# Description of the task:
Please return every record exactly as it appears.

---------- Given data

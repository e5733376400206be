// SPDX-FileCopyrightText: 2026 SmsSink Contributors
// SPDX-License-Identifier: MIT OR Apache-2.0

//! `smssink serve` command implementation.
//!
//! Opens storage, seeds the credential, purges stale journal entries, then
//! runs both listeners until SIGINT or SIGTERM.

use std::sync::Arc;

use serde_json::json;
use tracing::{info, warn};

use smssink_config::SmsSinkConfig;
use smssink_core::{LogCategory, SmsSinkError, StorageAdapter};
use smssink_gateway::GatewayState;

use crate::admin::open_storage;
use crate::shutdown;

/// Run the mock until a shutdown signal arrives.
pub async fn run_serve(config: SmsSinkConfig) -> Result<(), SmsSinkError> {
    init_tracing(&config.server.log_level);

    let storage: Arc<dyn StorageAdapter> = Arc::new(open_storage(&config).await?);

    match storage
        .purge_logs_older_than(config.storage.log_retention_days)
        .await
    {
        Ok(0) => {}
        Ok(purged) => info!(purged, "purged stale journal entries"),
        Err(e) => warn!(error = %e, "failed to purge journal"),
    }

    let state = GatewayState::new(&config, storage.clone())?;
    state
        .journal
        .info(
            LogCategory::System,
            "SmsSink started",
            json!({
                "version": env!("CARGO_PKG_VERSION"),
                "api_port": config.server.api_port,
                "ui_port": config.server.ui_port,
            }),
        )
        .await;
    info!(
        api_port = config.server.api_port,
        ui_port = config.server.ui_port,
        database = %config.storage.database_path,
        "starting SmsSink"
    );

    let cancel = shutdown::install_signal_handler();
    let result = smssink_gateway::serve(&config.server, state, cancel).await;

    if let Err(e) = storage.close().await {
        warn!(error = %e, "failed to close storage cleanly");
    }
    info!("SmsSink stopped");
    result
}

/// `RUST_LOG` wins over the configured level when set.
fn init_tracing(log_level: &str) {
    use tracing_subscriber::EnvFilter;

    let filter = EnvFilter::try_from_default_env().unwrap_or_else(|_| {
        EnvFilter::new(format!("smssink={log_level},tower_http={log_level},warn"))
    });

    tracing_subscriber::fmt()
        .with_env_filter(filter)
        .with_target(true)
        .with_thread_names(false)
        .init();
}
// SPDX-FileCopyrightText: 2026 SmsSink Contributors
// SPDX-License-Identifier: MIT OR Apache-2.0

//! SQLite persistence layer for SmsSink.
//!
//! Provides WAL-mode SQLite storage with embedded migrations, a single-writer
//! concurrency model via `tokio-rusqlite`, and typed operations for the
//! message history, the singleton credential, the activity journal, and
//! runtime settings.

pub mod adapter;
pub mod database;
pub mod migrations;
pub mod queries;

pub use adapter::SqliteStorage;
pub use database::Database;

--------------------

# Exercise output:
repository e5733376400206be
// SPDX-FileCopyrightText: 2026 SmsSink Contributors
// SPDX-License-Identifier: MIT OR Apache-2.0

//! `smssink serve` command implementation.
//!
//! Opens storage, seeds the credential, purges stale journal entries, then
//! runs both listeners until SIGINT or SIGTERM.

use std::sync::Arc;

use serde_json::json;
use tracing::{info, warn};

use smssink_config::SmsSinkConfig;
use smssink_core::{LogCategory, SmsSinkError, StorageAdapter};
use smssink_gateway::GatewayState;

use crate::admin::open_storage;
use crate::shutdown;

/// Run the mock until a shutdown signal arrives.
pub async fn run_serve(config: SmsSinkConfig) -> Result<(), SmsSinkError> {
    init_tracing(&config.server.log_level);

    let storage: Arc<dyn StorageAdapter> = Arc::new(open_storage(&config).await?);

    match storage
        .purge_logs_older_than(config.storage.log_retention_days)
        .await
    {
        Ok(0) => {}
        Ok(purged) => info!(purged, "purged stale journal entries"),
        Err(e) => warn!(error = %e, "failed to purge journal"),
    }

    let state = GatewayState::new(&config, storage.clone())?;
    state
        .journal
        .info(
            LogCategory::System,
            "SmsSink started",
            json!({
                "version": env!("CARGO_PKG_VERSION"),
                "api_port": config.server.api_port,
                "ui_port": config.server.ui_port,
            }),
        )
        .await;
    info!(
        api_port = config.server.api_port,
        ui_port = config.server.ui_port,
        database = %config.storage.database_path,
        "starting SmsSink"
    );

    let cancel = shutdown::install_signal_handler();
    let result = smssink_gateway::serve(&config.server, state, cancel).await;

    if let Err(e) = storage.close().await {
        warn!(error = %e, "failed to close storage cleanly");
    }
    info!("SmsSink stopped");
    result
}

/// `RUST_LOG` wins over the configured level when set.
fn init_tracing(log_level: &str) {
    use tracing_subscriber::EnvFilter;

    let filter = EnvFilter::try_from_default_env().unwrap_or_else(|_| {
        EnvFilter::new(format!("smssink={log_level},tower_http={log_level},warn"))
    });

    tracing_subscriber::fmt()
        .with_env_filter(filter)
        .with_target(true)
        .with_thread_names(false)
        .init();
}
// SPDX-FileCopyrightText: 2026 SmsSink Contributors
// SPDX-License-Identifier: MIT OR Apache-2.0

//! SQLite persistence layer for SmsSink.
//!
//! Provides WAL-mode SQLite storage with embedded migrations, a single-writer
//! concurrency model via `tokio-rusqlite`, and typed operations for the
//! message history, the singleton credential, the activity journal, and
//! runtime settings.

pub mod adapter;
pub mod database;
pub mod migrations;
pub mod queries;

pub use adapter::SqliteStorage;
pub use database::Database;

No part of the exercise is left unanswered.